Jungjee / RawNet

Official repository for RawNet, RawNet2, and RawNet3
MIT License
357 stars 55 forks source link

how to create the test_list for a new test dataset #33

Closed wwyl2000 closed 5 months ago

wwyl2000 commented 6 months ago

Hi Jungjee,

Thanks for sharing your great work! Could you please share the code you used to create the test_list for a new test dataset? For example, if i want to test using TIMIT corpus.

head -5 vox1_veri_test2.txt

1 id10270/x6uYqmx31kE/00001.wav id10270/8jEAjG6SegY/00008.wav
0 id10270/x6uYqmx31kE/00001.wav id10300/ize_eiCFEg0/00003.wav
1 id10270/x6uYqmx31kE/00001.wav id10270/GWXujl-xAVM/00017.wav
0 id10270/x6uYqmx31kE/00001.wav id10273/0OCW1HUxZyg/00001.wav
1 id10270/x6uYqmx31kE/00001.wav id10270/8jEAjG6SegY/00022.wav

Here is what I understand: Column-1: 1, if column-2 and column-3 are from the same speaker, 0 otherwise For a large corpus, like VoxCeleb, how to select coulmn-2 and column-3?

Your help will be greatly appreciated!

Regards, Willy

Jungjee commented 5 months ago

Hi Willy,

Thanks for reaching out. To clarify, the test_list has been made by the authors of the VoxCeleb paper, not me.

I could still add a few notes. There would be several strategies to compose an evaluation protocol (i.e., a set of trials).

The most naive methodology would be to perform a random selection. However, to perform a more thorough assessment of different models, you could make the evaluation protocol composition more sophisticated.

A few practices would include considering the duration of each utterance, their gender (excluding cross-gender trial could be a typical setup as it would be too easy nowadays), age, or even what they're saying (assuming that you have the ground-truth transcription).

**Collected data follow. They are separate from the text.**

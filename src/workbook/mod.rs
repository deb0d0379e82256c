//! In-memory cell grid shared by the gradebook and the quiz results.
//!
//! Coordinates are 1-based `(row, column)` pairs, the way spreadsheet users
//! address cells. The `xlsx` submodule converts to and from file storage.

pub mod xlsx;

use std::borrow::Cow;
use std::collections::BTreeMap;

/// Last row an `.xlsx` worksheet can address.
pub const MAX_ROWS: u32 = 1_048_576;
/// Last column (`XFD`) an `.xlsx` worksheet can address.
pub const MAX_COLUMNS: u32 = 16_384;

#[derive(Debug, Clone, PartialEq, Default)]
pub enum Cell {
    Number(f64),
    Text(String),
    #[default]
    Empty,
}

impl Cell {
    /// A cell counts as a score only when it holds a finite number.
    pub fn as_score(&self) -> Option<f64> {
        match self {
            Self::Number(n) if n.is_finite() => Some(*n),
            _ => None,
        }
    }

    pub fn as_text(&self) -> Option<Cow<'_, str>> {
        match self {
            Self::Text(s) if !s.is_empty() => Some(Cow::Borrowed(s.as_str())),
            Self::Number(n) => Some(Cow::Owned(format_number(*n))),
            _ => None,
        }
    }

    pub fn is_empty(&self) -> bool {
        match self {
            Self::Empty => true,
            Self::Text(s) => s.is_empty(),
            Self::Number(_) => false,
        }
    }
}

impl From<f64> for Cell {
    fn from(value: f64) -> Self {
        Self::Number(value)
    }
}

impl From<&str> for Cell {
    fn from(value: &str) -> Self {
        if value.is_empty() {
            Self::Empty
        } else {
            Self::Text(value.to_string())
        }
    }
}

impl From<String> for Cell {
    fn from(value: String) -> Self {
        if value.is_empty() {
            Self::Empty
        } else {
            Self::Text(value)
        }
    }
}

fn format_number(n: f64) -> String {
    if n.fract() == 0.0 && n.abs() < 1e15 {
        format!("{}", n as i64)
    } else {
        format!("{n}")
    }
}

#[derive(Debug, Clone, Default)]
pub struct Sheet {
    pub name: String,
    cells: BTreeMap<(u32, u32), Cell>,
}

impl Sheet {
    pub fn new(name: impl Into<String>) -> Self {
        Self {
            name: name.into(),
            cells: BTreeMap::new(),
        }
    }

    pub fn cell(&self, row: u32, column: u32) -> &Cell {
        static EMPTY: Cell = Cell::Empty;
        self.cells.get(&(row, column)).unwrap_or(&EMPTY)
    }

    /// Writing an empty cell clears the slot so it no longer widens the bounds.
    pub fn set(&mut self, row: u32, column: u32, value: impl Into<Cell>) {
        debug_assert!(row >= 1 && column >= 1, "cell coordinates are 1-based");
        let value = value.into();
        if value.is_empty() {
            self.cells.remove(&(row, column));
        } else {
            self.cells.insert((row, column), value);
        }
    }

    pub fn cells(&self) -> impl Iterator<Item = ((u32, u32), &Cell)> {
        self.cells.iter().map(|(pos, cell)| (*pos, cell))
    }

    pub fn min_row(&self) -> u32 {
        self.cells.keys().map(|(row, _)| *row).min().unwrap_or(1)
    }

    pub fn max_row(&self) -> u32 {
        self.cells.keys().map(|(row, _)| *row).max().unwrap_or(1)
    }

    pub fn min_column(&self) -> u32 {
        self.cells.keys().map(|(_, col)| *col).min().unwrap_or(1)
    }

    pub fn max_column(&self) -> u32 {
        self.cells.keys().map(|(_, col)| *col).max().unwrap_or(1)
    }
}

#[derive(Debug, Clone, Default)]
pub struct Workbook {
    sheets: Vec<Sheet>,
}

impl Workbook {
    pub fn new() -> Self {
        Self::default()
    }

    pub fn sheets(&self) -> &[Sheet] {
        &self.sheets
    }

    pub fn sheet_names(&self) -> impl Iterator<Item = &str> {
        self.sheets.iter().map(|sheet| sheet.name.as_str())
    }

    pub fn first_sheet(&self) -> Option<&Sheet> {
        self.sheets.first()
    }

    pub fn sheet(&self, name: &str) -> Option<&Sheet> {
        self.sheets.iter().find(|sheet| sheet.name == name)
    }

    /// Appends a sheet after the existing ones and hands it back for editing.
    pub fn push_sheet(&mut self, sheet: Sheet) -> &mut Sheet {
        let index = self.sheets.len();
        self.sheets.push(sheet);
        &mut self.sheets[index]
    }
}

/// Converts a 1-based column number to its letter form (1 = A, 27 = AA).
pub fn column_letter(column: u32) -> String {
    let mut letters = Vec::new();
    let mut n = column;
    while n > 0 {
        let rem = (n - 1) % 26;
        letters.push((b'A' + rem as u8) as char);
        n = (n - 1) / 26;
    }
    letters.iter().rev().collect()
}

pub fn cell_address(row: u32, column: u32) -> String {
    format!("{}{}", column_letter(column), row)
}

#[cfg(test)]
mod tests {
    use super::*;

    #[test]
    fn empty_sheet_reports_unit_bounds() {
        let sheet = Sheet::new("empty");
        assert_eq!(sheet.min_row(), 1);
        assert_eq!(sheet.max_row(), 1);
        assert_eq!(sheet.min_column(), 1);
        assert_eq!(sheet.max_column(), 1);
        assert_eq!(sheet.cell(3, 3), &Cell::Empty);
    }

    #[test]
    fn bounds_track_non_empty_cells() {
        let mut sheet = Sheet::new("grid");
        sheet.set(2, 3, "x");
        sheet.set(9, 5, 4.0);
        sheet.set(12, 1, "");

        assert_eq!(sheet.min_row(), 2);
        assert_eq!(sheet.max_row(), 9);
        assert_eq!(sheet.min_column(), 3);
        assert_eq!(sheet.max_column(), 5);
    }

    #[test]
    fn writing_empty_clears_cell() {
        let mut sheet = Sheet::new("grid");
        sheet.set(4, 4, 2.5);
        sheet.set(4, 4, Cell::Empty);
        assert_eq!(sheet.cell(4, 4), &Cell::Empty);
        assert_eq!(sheet.cells().count(), 0);
    }

    #[test]
    fn only_finite_numbers_are_scores() {
        assert_eq!(Cell::Number(4.0).as_score(), Some(4.0));
        assert_eq!(Cell::Number(f64::NAN).as_score(), None);
        assert_eq!(Cell::Text("4".into()).as_score(), None);
        assert_eq!(Cell::Empty.as_score(), None);
    }

    #[test]
    fn numbers_render_as_text_without_trailing_fraction() {
        assert_eq!(Cell::Number(1042.0).as_text().as_deref(), Some("1042"));
        assert_eq!(Cell::Number(3.5).as_text().as_deref(), Some("3.5"));
        assert_eq!(Cell::Empty.as_text(), None);
    }

    #[test]
    fn column_letters_roll_over() {
        assert_eq!(column_letter(1), "A");
        assert_eq!(column_letter(5), "E");
        assert_eq!(column_letter(26), "Z");
        assert_eq!(column_letter(27), "AA");
        assert_eq!(column_letter(703), "AAA");
        assert_eq!(cell_address(9, 5), "E9");
    }
}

wwyl2000 commented 5 months ago

Hi Jungjee,

Thank you very much for your reply. The suggestions are helpful. I did created a test list for my dataset, using random selection with some restriction. For same speaker tests, each speaker's enroll utterance in N is matched against his/her non-enroll utterances, while for different speaker tests, each speaker's utterance is matched against any utterance randomly selected of any other speaker. I may consider other factors as you suggested.

Thanks, Willy

wwyl2000 commented 5 months ago

Completed!